Each line below from the one containing "let mut out = [0; PUBLIC_ASN1_LEN];" through the one containing "32 raw bytes." is to be given again exactly, and no line outside that span.

Given records Block Start

use thiserror::Error;
use vbk_codec::CodecError;

/// Errors from extracting or building proof-of-proof scripts.
#[derive(Debug, Error)]
pub enum PopScriptError {
    /// A pushed payload was followed by something other than a classifier
    /// opcode.
    #[error("unrecognized opcode {opcode:#04x} after payload at offset {offset}")]
    UnrecognizedOpcode {
        /// The byte found where a classifier was expected.
        opcode: u8,
        /// Script offset of that byte.
        offset: usize,
    },

    /// A length field or payload runs past the end of the script.
    #[error("script truncated at offset {offset} (wanted {wanted}, have {remaining})")]
    TruncatedScript {
        /// Script offset the read started at.
        offset: usize,
        /// Bytes the read needed.
        wanted: usize,
        /// Bytes left in the script.
        remaining: usize,
    },

    /// The script carries no ATV.
    #[error("script has no ATV")]
    MissingAtv,

    /// The script carries more than one ATV.
    #[error("second ATV at offset {0}")]
    DuplicateAtv(usize),

    /// The script carries more VTBs than allowed.
    #[error("script has more than {0} VTBs")]
    TooManyVtbs(usize),

    /// Encoded record doesn't fit a two-byte push length.
    #[error("payload of {0} bytes is too large for OP_PUSHDATA2")]
    PayloadTooLarge(usize),

    /// A payload didn't decode as the record its classifier names.
    #[error("codec: {0}")]
    Codec(#[from] CodecError),
}

/// Result of script extraction and building.
pub type PopScriptResult<T> = Result<T, PopScriptError>;
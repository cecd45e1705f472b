//! Block headers of both chains.

use bitcoin::block::{Header, Version};
use bitcoin::hashes::Hash;
use bitcoin::{BlockHash, CompactTarget, TxMerkleNode};
use serde::{Deserialize, Serialize};
use vbk_codec::{LeU32, impl_record_struct};

/// Encoded size of a VeriBlock block header.
pub const VBK_BLOCK_LEN: usize = 64;

/// Encoded size of a Bitcoin block header.
pub const BTC_HEADER_LEN: usize = 80;

impl_record_struct! {
    /// VeriBlock block header, big-endian throughout.
    #[derive(Clone, Debug, Eq, PartialEq, Serialize, Deserialize)]
    pub struct VbkBlock {
        height: i32,
        version: i16,
        #[serde(with = "hex::serde")]
        previous_block: [u8; 12],
        #[serde(with = "hex::serde")]
        previous_keystone: [u8; 9],
        #[serde(with = "hex::serde")]
        second_previous_keystone: [u8; 9],
        #[serde(with = "hex::serde")]
        merkle_root: [u8; 16],
        timestamp: i32,
        difficulty: i32,
        nonce: i32,
    }
}

impl_record_struct! {
    /// Bitcoin block header, in its little-endian consensus layout.
    #[derive(Clone, Debug, Eq, PartialEq, Serialize, Deserialize)]
    pub struct BtcBlockHeader {
        version: LeU32,
        #[serde(with = "hex::serde")]
        previous_block: [u8; 32],
        #[serde(with = "hex::serde")]
        merkle_root: [u8; 32],
        timestamp: LeU32,
        bits: LeU32,
        nonce: LeU32,
    }
}

impl BtcBlockHeader {
    /// Converts to the `bitcoin` crate's header.
    pub fn to_header(&self) -> Header {
        Header {
            version: Version::from_consensus(self.version.0 as i32),
            prev_blockhash: BlockHash::from_byte_array(self.previous_block),
            merkle_root: TxMerkleNode::from_byte_array(self.merkle_root),
            time: self.timestamp.0,
            bits: CompactTarget::from_consensus(self.bits.0),
            nonce: self.nonce.0,
        }
    }

    /// Double SHA-256 of the header.
    pub fn block_hash(&self) -> BlockHash {
        self.to_header().block_hash()
    }
}

impl From<Header> for BtcBlockHeader {
    fn from(h: Header) -> Self {
        Self::new(
            LeU32(h.version.to_consensus() as u32),
            h.prev_blockhash.to_byte_array(),
            h.merkle_root.to_byte_array(),
            LeU32(h.time),
            LeU32(h.bits.to_consensus()),
            LeU32(h.nonce),
        )
    }
}

#[cfg(test)]
mod tests {
    use vbk_codec::{decode_buf_exact, encode_to_vec};

    use super::*;

    const GENESIS: &str = "0100000000000000000000000000000000000000000000000000000000000000000000003ba3edfd7a7b12b27ac72c3e67768f617fc81bc3888a51323a9fb8aa4b1e5e4a29ab5f49ffff001d1dac2b7c";

    #[test]
    fn test_btc_genesis() {
        let buf = hex::decode(GENESIS).unwrap();
        assert_eq!(buf.len(), BTC_HEADER_LEN);

        let h: BtcBlockHeader = decode_buf_exact(&buf).unwrap();
        assert_eq!(h.version().0, 1);
        assert_eq!(h.timestamp().0, 1231006505);
        assert_eq!(h.bits().0, 0x1d00ffff);
        assert_eq!(h.nonce().0, 2083236893);
        assert_eq!(
            h.block_hash().to_string(),
            "000000000019d6689c085ae165831e934ff763ae46a2a6c172b3f1b60a8ce26f"
        );

        let theirs: Header = bitcoin::consensus::deserialize(&buf).unwrap();
        assert_eq!(h.to_header(), theirs);
        assert_eq!(BtcBlockHeader::from(theirs), h);
        assert_eq!(encode_to_vec(&h).unwrap(), buf);
    }

    fn vbk_block() -> VbkBlock {
        VbkBlock::new(
            5000,
            2,
            [0x11; 12],
            [0x22; 9],
            [0x33; 9],
            [0x44; 16],
            1_553_699_059,
            16_842_752,
            -1,
        )
    }

    #[test]
    fn test_vbk_block_layout() {
        let buf = encode_to_vec(&vbk_block()).unwrap();
        assert_eq!(buf.len(), VBK_BLOCK_LEN);
        assert_eq!(&buf[..6], &[0x00, 0x00, 0x13, 0x88, 0x00, 0x02]);
        assert_eq!(&buf[60..], &[0xff; 4]);
        assert_eq!(decode_buf_exact::<VbkBlock>(&buf).unwrap(), vbk_block());
    }

    #[test]
    fn test_vbk_block_json() {
        let json = serde_json::to_value(vbk_block()).unwrap();
        assert_eq!(json["height"], 5000);
        assert_eq!(json["previous_block"], "111111111111111111111111");
        assert_eq!(json["merkle_root"], "44".repeat(16));
        assert_eq!(
            serde_json::from_value::<VbkBlock>(json).unwrap(),
            vbk_block()
        );
    }
}
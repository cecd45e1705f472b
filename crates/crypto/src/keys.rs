//! Public and private key normalization.

use std::fmt;
use std::sync::LazyLock;

use bitcoin::secp256k1::{self, All, Secp256k1, SecretKey};

use crate::errors::CryptoError;

/// Shared curve context, only ever used immutably.
pub(crate) static SECP: LazyLock<Secp256k1<All>> = LazyLock::new(Secp256k1::new);

/// ASN.1 header in front of an uncompressed secp256k1 public key.
pub const PUBLIC_KEY_ASN1_PREFIX: [u8; 23] = [
    0x30, 0x56, 0x30, 0x10, 0x06, 0x07, 0x2a, 0x86, 0x48, 0xce, 0x3d, 0x02, 0x01, 0x06, 0x05, 0x2b,
    0x81, 0x04, 0x00, 0x0a, 0x03, 0x42, 0x00,
];

/// ASN.1 header in front of a raw secp256k1 private key.
pub const PRIVATE_KEY_ASN1_PREFIX: [u8; 32] = [
    0x30, 0x3e, 0x02, 0x01, 0x00, 0x30, 0x10, 0x06, 0x07, 0x2a, 0x86, 0x48, 0xce, 0x3d, 0x02, 0x01,
    0x06, 0x05, 0x2b, 0x81, 0x04, 0x00, 0x0a, 0x04, 0x27, 0x30, 0x25, 0x02, 0x01, 0x01, 0x04, 0x20,
];

const COMPRESSED_LEN: usize = 33;
const UNCOMPRESSED_LEN: usize = 65;
const PUBLIC_ASN1_LEN: usize = PUBLIC_KEY_ASN1_PREFIX.len() + UNCOMPRESSED_LEN;
const RAW_PRIVATE_LEN: usize = 32;
pub(crate) const PRIVATE_ASN1_LEN: usize = PRIVATE_KEY_ASN1_PREFIX.len() + RAW_PRIVATE_LEN;

/// secp256k1 public key.
///
/// Accepts the 88-byte ASN.1 form, the 65-byte uncompressed form and the
/// 33-byte compressed form, which all project back out identically.
#[derive(Copy, Clone, Debug, Eq, PartialEq, Hash)]
pub struct PublicKey(secp256k1::PublicKey);

impl PublicKey {
    /// Parses a public key in any of the accepted forms.
    pub fn from_bytes(buf: &[u8]) -> Result<Self, CryptoError> {
        let point = match buf.len() {
            PUBLIC_ASN1_LEN => {
                if buf[..PUBLIC_KEY_ASN1_PREFIX.len()] != PUBLIC_KEY_ASN1_PREFIX {
                    return Err(CryptoError::key_format(buf.len(), "bad ASN.1 prefix"));
                }
                &buf[PUBLIC_KEY_ASN1_PREFIX.len()..]
            }
            COMPRESSED_LEN | UNCOMPRESSED_LEN => buf,
            len => return Err(CryptoError::key_format(len, "not a public key length")),
        };

        secp256k1::PublicKey::from_slice(point)
            .map(Self)
            .map_err(|e| CryptoError::key_format(buf.len(), e))
    }

    /// Returns the 88-byte ASN.1 form.
    pub fn to_asn1(&self) -> [u8; PUBLIC_ASN1_LEN] {
        let mut out = [0; PUBLIC_ASN1_LEN];
        out[..PUBLIC_KEY_ASN1_PREFIX.len()].copy_from_slice(&PUBLIC_KEY_ASN1_PREFIX);
        out[PUBLIC_KEY_ASN1_PREFIX.len()..].copy_from_slice(&self.uncompressed());
        out
    }

    /// Returns the 33-byte compressed point.
    pub fn compressed(&self) -> [u8; COMPRESSED_LEN] {
        self.0.serialize()
    }

    /// Returns the 65-byte uncompressed point.
    pub fn uncompressed(&self) -> [u8; UNCOMPRESSED_LEN] {
        self.0.serialize_uncompressed()
    }

    pub(crate) fn inner(&self) -> &secp256k1::PublicKey {
        &self.0
    }
}

impl fmt::Display for PublicKey {
    fn fmt(&self, f: &mut fmt::Formatter<'_>) -> fmt::Result {
        f.write_str(&hex::encode(self.to_asn1()))
    }
}

/// secp256k1 private key.
#[derive(Copy, Clone, Debug, Eq, PartialEq)]
pub struct PrivateKey(SecretKey);

impl PrivateKey {
    /// Parses a private key, either 32 raw bytes or the 64-byte ASN.1 form.
    pub fn from_bytes(buf: &[u8]) -> Result<Self, CryptoError> {
        let raw = match buf.len() {
            PRIVATE_ASN1_LEN => {
                if buf[..PRIVATE_KEY_ASN1_PREFIX.len()] != PRIVATE_KEY_ASN1_PREFIX {
                    return Err(CryptoError::key_format(buf.len(), "bad ASN.1 prefix"));
                }
                &buf[PRIVATE_KEY_ASN1_PREFIX.len()..]
            }
            RAW_PRIVATE_LEN => buf,
            len => return Err(CryptoError::key_format(len, "not a private key length")),
        };

        SecretKey::from_slice(raw)
            .map(Self)
            .map_err(|e| CryptoError::key_format(buf.len(), e))
    }

    /// Returns the 32 raw bytes.
    pub fn to_raw(&self) -> [u8; RAW_PRIVATE_LEN] {
        self.0.secret_bytes()
    }

    /// Returns the 64-byte ASN.1 form.
    pub fn to_asn1(&self) -> [u8; PRIVATE_ASN1_LEN] {
        let mut out = [0; PRIVATE_ASN1_LEN];
        out[..PRIVATE_KEY_ASN1_PREFIX.len()].copy_from_slice(&PRIVATE_KEY_ASN1_PREFIX);
        out[PRIVATE_KEY_ASN1_PREFIX.len()..].copy_from_slice(&self.to_raw());
        out
    }

    /// Derives the matching public key.
    pub fn public_key(&self) -> PublicKey {
        PublicKey(secp256k1::PublicKey::from_secret_key(&*SECP, &self.0))
    }

    pub(crate) fn inner(&self) -> &SecretKey {
        &self.0
    }
}

/// Private key together with its public key.
#[derive(Copy, Clone, Debug, Eq, PartialEq)]
pub struct KeyPair {
    private_key: PrivateKey,
    public_key: PublicKey,
}

impl KeyPair {
    /// Builds a pair by deriving the public half.
    pub fn from_private(private_key: PrivateKey) -> Self {
        Self {
            public_key: private_key.public_key(),
            private_key,
        }
    }

    /// Builds a pair from both halves, checking they belong together.
    pub fn from_parts(private_key: PrivateKey, public_key: PublicKey) -> Result<Self, CryptoError> {
        if private_key.public_key() != public_key {
            return Err(CryptoError::KeyMismatch);
        }

        Ok(Self {
            private_key,
            public_key,
        })
    }

    /// Gets the private half.
    pub fn private_key(&self) -> &PrivateKey {
        &self.private_key
    }

    /// Gets the public half.
    pub fn public_key(&self) -> &PublicKey {
        &self.public_key
    }
}

/// Whatever a caller hands in to sign with.
#[derive(Copy, Clone, Debug, Eq, PartialEq)]
pub enum SigningKey {
    /// Just the private key, the public key gets derived.
    Raw(PrivateKey),

    /// A pair that's already been put together.
    KeyPair(KeyPair),
}

impl SigningKey {
    /// Gets the private key to sign with.
    pub fn private_key(&self) -> &PrivateKey {
        match self {
            Self::Raw(k) => k,
            Self::KeyPair(kp) => kp.private_key(),
        }
    }

    /// Gets the public key signatures will verify against.
    pub fn public_key(&self) -> PublicKey {
        match self {
            Self::Raw(k) => k.public_key(),
            Self::KeyPair(kp) => *kp.public_key(),
        }
    }
}

impl From<PrivateKey> for SigningKey {
    fn from(k: PrivateKey) -> Self {
        Self::Raw(k)
    }
}

impl From<KeyPair> for SigningKey {
    fn from(kp: KeyPair) -> Self {
        Self::KeyPair(kp)
    }
}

Given records Block End

Completed exercise:
        let mut out = [0; PUBLIC_ASN1_LEN];
        out[..PUBLIC_KEY_ASN1_PREFIX.len()].copy_from_slice(&PUBLIC_KEY_ASN1_PREFIX);
        out[PUBLIC_KEY_ASN1_PREFIX.len()..].copy_from_slice(&self.uncompressed());
        out
    }

    /// Returns the 33-byte compressed point.
    pub fn compressed(&self) -> [u8; COMPRESSED_LEN] {
        self.0.serialize()
    }

    /// Returns the 65-byte uncompressed point.
    pub fn uncompressed(&self) -> [u8; UNCOMPRESSED_LEN] {
        self.0.serialize_uncompressed()
    }

    pub(crate) fn inner(&self) -> &secp256k1::PublicKey {
        &self.0
    }
}

impl fmt::Display for PublicKey {
    fn fmt(&self, f: &mut fmt::Formatter<'_>) -> fmt::Result {
        f.write_str(&hex::encode(self.to_asn1()))
    }
}

/// secp256k1 private key.
#[derive(Copy, Clone, Debug, Eq, PartialEq)]
pub struct PrivateKey(SecretKey);

impl PrivateKey {
    /// Parses a private key, either 32 raw bytes or the 64-byte ASN.1 form.
    pub fn from_bytes(buf: &[u8]) -> Result<Self, CryptoError> {
        let raw = match buf.len() {
            PRIVATE_ASN1_LEN => {
                if buf[..PRIVATE_KEY_ASN1_PREFIX.len()] != PRIVATE_KEY_ASN1_PREFIX {
                    return Err(CryptoError::key_format(buf.len(), "bad ASN.1 prefix"));
                }
                &buf[PRIVATE_KEY_ASN1_PREFIX.len()..]
            }
            RAW_PRIVATE_LEN => buf,
            len => return Err(CryptoError::key_format(len, "not a private key length")),
        };

        SecretKey::from_slice(raw)
            .map(Self)
            .map_err(|e| CryptoError::key_format(buf.len(), e))
    }

    /// Returns the 32 raw bytes.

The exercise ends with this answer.